A Visão Cínica do Realista

Vamos ser honestos: a Copa do Mundo da FIFA precisava desesperadamente de um “banho de imagem”. Depois de anos desviando de cartões vermelhos por questões éticas, de seleções de sedes no mínimo questionáveis e de um calendário de inverno bizarro que desorganizou toda a temporada dos clubes, a marca do torneio estava ficando machucada.

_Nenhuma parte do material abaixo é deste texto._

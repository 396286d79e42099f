//! Inline token streams.
use super::{ParseState, attrs_to_map, find_close_index, normalize_node_name};
use crate::{
  token::{Token, close_type},
  types::{BreakNode, CodeNode, ElementNode, HtmlNode, Node, TextNode},
};

/// Build nodes from the children of an `inline` token.
pub fn build_inlines(tokens: &[Token], state: &mut ParseState<'_>) -> Vec<Node> {
  let mut nodes = Vec::new();
  let mut index = 0;

  while index < tokens.len() {
    let token = &tokens[index];

    match token.ty.as_str() {
      "text" => {
        nodes.push(Node::Text(TextNode {
          key:   state.next_key(),
          value: token.content.clone(),
        }));
      },
      "softbreak" | "hardbreak" => {
        nodes.push(Node::Break(BreakNode {
          key:  state.next_key(),
          hard: token.ty == "hardbreak",
        }));
      },
      "html_inline" => {
        nodes.push(Node::Html(HtmlNode {
          key:   state.next_key(),
          value: token.content.clone(),
          block: false,
        }));
      },
      "code_inline" => {
        nodes.push(Node::Code(CodeNode {
          key:    state.next_key(),
          inline: true,
          text:   token.content.clone(),
          lang:   None,
          info:   None,
          attrs:  attrs_to_map(&token.attrs),
        }));
      },
      "image" => nodes.push(image(token, state)),
      _ => {
        if token.is_open() {
          let close_ty = close_type(&token.ty);
          if let Some(close) = find_close_index(tokens, index, &token.ty, &close_ty) {
            let children = build_inlines(&tokens[index + 1..close], state);
            nodes.push(Node::Element(ElementNode {
              key: state.next_key(),
              name: normalize_node_name(token),
              attrs: attrs_to_map(&token.attrs),
              children,
              block: false,
            }));
            index = close + 1;
            continue;
          }
        }

        if !token.content.is_empty() {
          nodes.push(Node::Text(TextNode {
            key:   state.next_key(),
            value: token.content.clone(),
          }));
        }
      },
    }

    index += 1;
  }

  nodes
}

/// Images are leaves; the alt text stream is flattened into the `alt`
/// attribute when the token doesn't carry a usable one.
fn image(token: &Token, state: &mut ParseState<'_>) -> Node {
  let mut attrs = attrs_to_map(&token.attrs);
  let has_alt = attrs.get("alt").is_some_and(|alt| !alt.is_empty());
  if !has_alt && !token.content.is_empty() {
    attrs.insert("alt".to_string(), token.content.clone());
  }

  let name = if token.tag.is_empty() {
    "img".to_string()
  } else {
    token.tag.clone()
  };

  Node::Element(ElementNode {
    key: state.next_key(),
    name,
    attrs,
    children: Vec::new(),
    block: false,
  })
}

O megaevento de 2026 no Canadá, México e Estados Unidos é menos um “ato de arrependimento” orgânico e mais uma grande campanha estratégica de contenção de danos. Voltar ao período tradicional de verão é uma oferta clara de paz às ligas europeias irritadas e aos fãs mais tradicionalistas. Enquanto isso, inflar o torneio para um impressionante total de 48 seleções é um movimento político brilhante — disfarçado na linguagem de “inclusão global” — que, convenientemente, garante votos de federações menores enquanto imprime dinheiro.

Ao espalhar o circo por dezesseis cidades norte-americanas, a FIFA consegue mudar o foco do discurso: sai das salas corporativas de diretoria e volta para o campo. É redenção calculada, mas ei—pelo menos a festa está de volta em julho.